A flawed but fascinating memoir of physicists in times of turmoil

David Warren
Jul 01, 2011

Tales of three Scientist Spies

Paul Broda’s Scientist Spies is a personal account of the lives of the author’s father (Engelbert Boda) and step-father (Alan Nunn May). Engelbert (‘Berti’) who came from a wealthy Viennese Jewish family, Alan from a faintly impoverished Midlands one, yet both worked for the Russians during the Second World War, passing secrets of Britain’s atomic energy across the iron curtain.

This is a memoir of a pivotal and confusing era. During the 30’s and 40’s ideals often clashed with Real Politik; it was clear that as Britain went from a policy of appeasement to the "phony war", Nazi Germany from the Molotov-Ribbentrop pact to a series of startling victories over the Russians, and the allies from a desperate cooperation with the USSR to détente and suspicion at the war’s end, alliances and balances were mutable.

Throughout these years, it was often hard to know the right path. Should a Western nuclear scientist provide limited information to the Soviet Union when Churchill had promised complete cooperation with the USSR after he had shamefacedly refused to launch the 2nd front while Russians were dying by their thousands?  These were precarious times and the definitions of ‘right’ and ‘wrong’ was shifting and frequently blurred, yet the consequences were severe.

This memoir absorbs itself with such issues and, in doing so, provides much useful and previously unpublished information.

Most revealing of all is how lackadaisical both British intelligence and the country’s scientific community were in dealing with the potential threat from Soviet agents. When Alan Nunn May was working with the Halban-Kowarski team (testing a heavy water reactor) there was a culture of "not asking any embarrassing questions" about colleagues’ political affiliations, even to the extent of withholding any known information from security vetting.

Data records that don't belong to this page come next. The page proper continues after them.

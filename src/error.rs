use reqwest::StatusCode;

/// Every way a probe run can fail. None of them is recovered from: the
/// scheduler invoking the probe owns the retry cadence.
#[derive(thiserror::Error, Debug)]
pub enum ProbeError {
    #[error("Invalid status page URI {uri:?}: {source}")]
    InvalidUri {
        uri: String,
        #[source]
        source: url::ParseError,
    },
    #[error("Requesting the status page failed: {0}")]
    Network(#[source] reqwest::Error),
    #[error("The status page answered with HTTP {0}")]
    HttpStatus(StatusCode),
    #[error("Reading the status page body failed: {0}")]
    BodyRead(#[source] reqwest::Error),
    #[error("The status page is not a valid VTS document: {0}")]
    Decode(#[from] serde_json::Error),
}
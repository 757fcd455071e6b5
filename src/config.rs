//! # Configuration Module
//!
//! The probe has a single setting, the URI of the VTS status page. It is
//! validated once at startup and then handed to the fetcher unchanged.

use crate::error::ProbeError;
use std::time::Duration;
use url::Url;

pub const DEFAULT_URI: &str = "http://localhost:8899/status/format/json";

/// Total budget for the status request, body included.
pub const REQUEST_TIMEOUT: Duration = Duration::from_secs(10);

#[derive(Debug, Clone)]
pub struct Config {
    pub uri: Url,
    pub timeout: Duration,
}

impl Config {
    pub fn new(uri: &str) -> Result<Self, ProbeError> {
        let uri = Url::parse(uri).map_err(|source| ProbeError::InvalidUri {
            uri: uri.to_string(),
            source,
        })?;

        Ok(Self {
            uri,
            timeout: REQUEST_TIMEOUT,
        })
    }
}
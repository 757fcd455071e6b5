use color_eyre::Result;
use nginx_vts_probe::{
    logging::log_init,
    Args,
    Config,
    Orchestrator,
};

#[tokio::main(flavor = "current_thread")]
async fn main() -> Result<()> {
    log_init()?;
    let args = Args::parse_compat();
    let config = Config::new(&args.uri)?;
    Orchestrator::new(config)?.run(&mut std::io::stdout().lock()).await
}
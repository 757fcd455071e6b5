//! # Collectors Module
//!
//! Fetching and formatting of the VTS status page.
//!
//! ## Architecture
//!
//! - **`StatusFetcher`**: one bounded GET of the status page and the JSON decode into [`StatusSnapshot`]
//! - **`Collector` trait**: one section of the sender output built from a decoded snapshot
//! - **`ConnectionsCollector`**: the seven connection counters
//! - **`ServerCollector`**: per server zone counters and the server discovery document
//! - **`UpstreamCollector`**: per upstream group totals and the upstream discovery document
//! - **`CacheCollector`**: per cache zone counters and the cache zone discovery document
//! - **`Orchestrator`**: runs the pipeline and fixes the order of the output
//!
//! [`StatusSnapshot`]: crate::metrics::StatusSnapshot

pub mod cache_collector;
pub mod collector;
pub mod connections_collector;
pub mod orchestrator;
pub mod server_collector;
pub mod status_fetcher;
pub mod upstream_collector;

// Re-export the main types for easy access
pub use cache_collector::CacheCollector;
pub use collector::Collector;
pub use connections_collector::ConnectionsCollector;
pub use orchestrator::Orchestrator;
pub use server_collector::ServerCollector;
pub use status_fetcher::StatusFetcher;
pub use upstream_collector::UpstreamCollector;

That said, MI5 probing doesn’t seem to have been feared. Berti as an Austrian exile had little trouble in getting a job on a British tube-alloys project -- despite an extensive history of communist political activism in Germany and Austria before the war, and, later, a social circle of suspiciously left-wing figures in Britain. But nuclear scientists were in short supply and Britain was desperate for them; furthermore, at the time the Soviet Union was an ally.

Other useful information comes from May’s work in Canada, where from 1942 onwards he continued his research on heavy water. Thanks to the publication here of some of his correspondence, it is clear what a limited amount of actual "spying" he did – merely informing the Soviets that the Allies were working on a bomb. Even MI5 admitted that most of the information was in the "newspapers." Moreover, it is fascinating to note the tortuous debates that took place in the scientist’s mind: on one occasion the fear that the Germans were close to manufacturing a "dirty bomb" persuaded him to meet his KGB contact. Here was a man who wanted to act morally, and seems to have done as little spying as he could; although just enough to ensure that the Soviet’s weren’t being "sold short" as full allies.

That said, as a work of historical literature, however, it suffers from numerous problems.

Firstly, there is a glaring lack of focus. Is this work simply a son’s fond recollection of his "three parents" – the third being Paul Broda’s mother, Hilde – or does it aspire to a loftier historical purpose? At points, like Alan’s disillusionment with the ruling classes (shared by so many during the 30’s, as the establishment’s role in the Great War began to be deconstructed), it does become a work of discussion and examination. Delight in a hoped-for socialist utopia, distaste for an ossified class system, hatred of fascism and simple respect for the many Russians dying fighting for a free Europe all played their part in forging Alan and Berti’s sympathies for the USSR.  but, too often, Broda cannot avoid the temptation to reminisce, or reveal some aspect of his parents’ personal life.

Similarly, the book contains excessive and irrelevant anecdotal detail. Broda spends far too much time, exploring the turbulent dynamic between Berti and Hilde, quoting personal letters that are of little general interest. Likewise, Alan Nunn May’s 10 years in prison could have been dealt with more sharply. Admittedly, the detailed accounts of his interviews with MI5, where he becomes almost pathologically inscrutable, not to say hostile, are interesting, as are the accounts of the Security Service’s deliberations about what to do with him after his release – fearing his reintegration into the scientific community would annoy the Americans. Yet Broda goes into too much detail about May’s everyday prison routine: amusing titbits, such as his amazement at the numbers of barely literate prisoners attending the jail’s etymology class being dispelled when he learns the class was a cover for a gambling syndicate, get lost in details of prison jobs, slopping out and relations with inmates.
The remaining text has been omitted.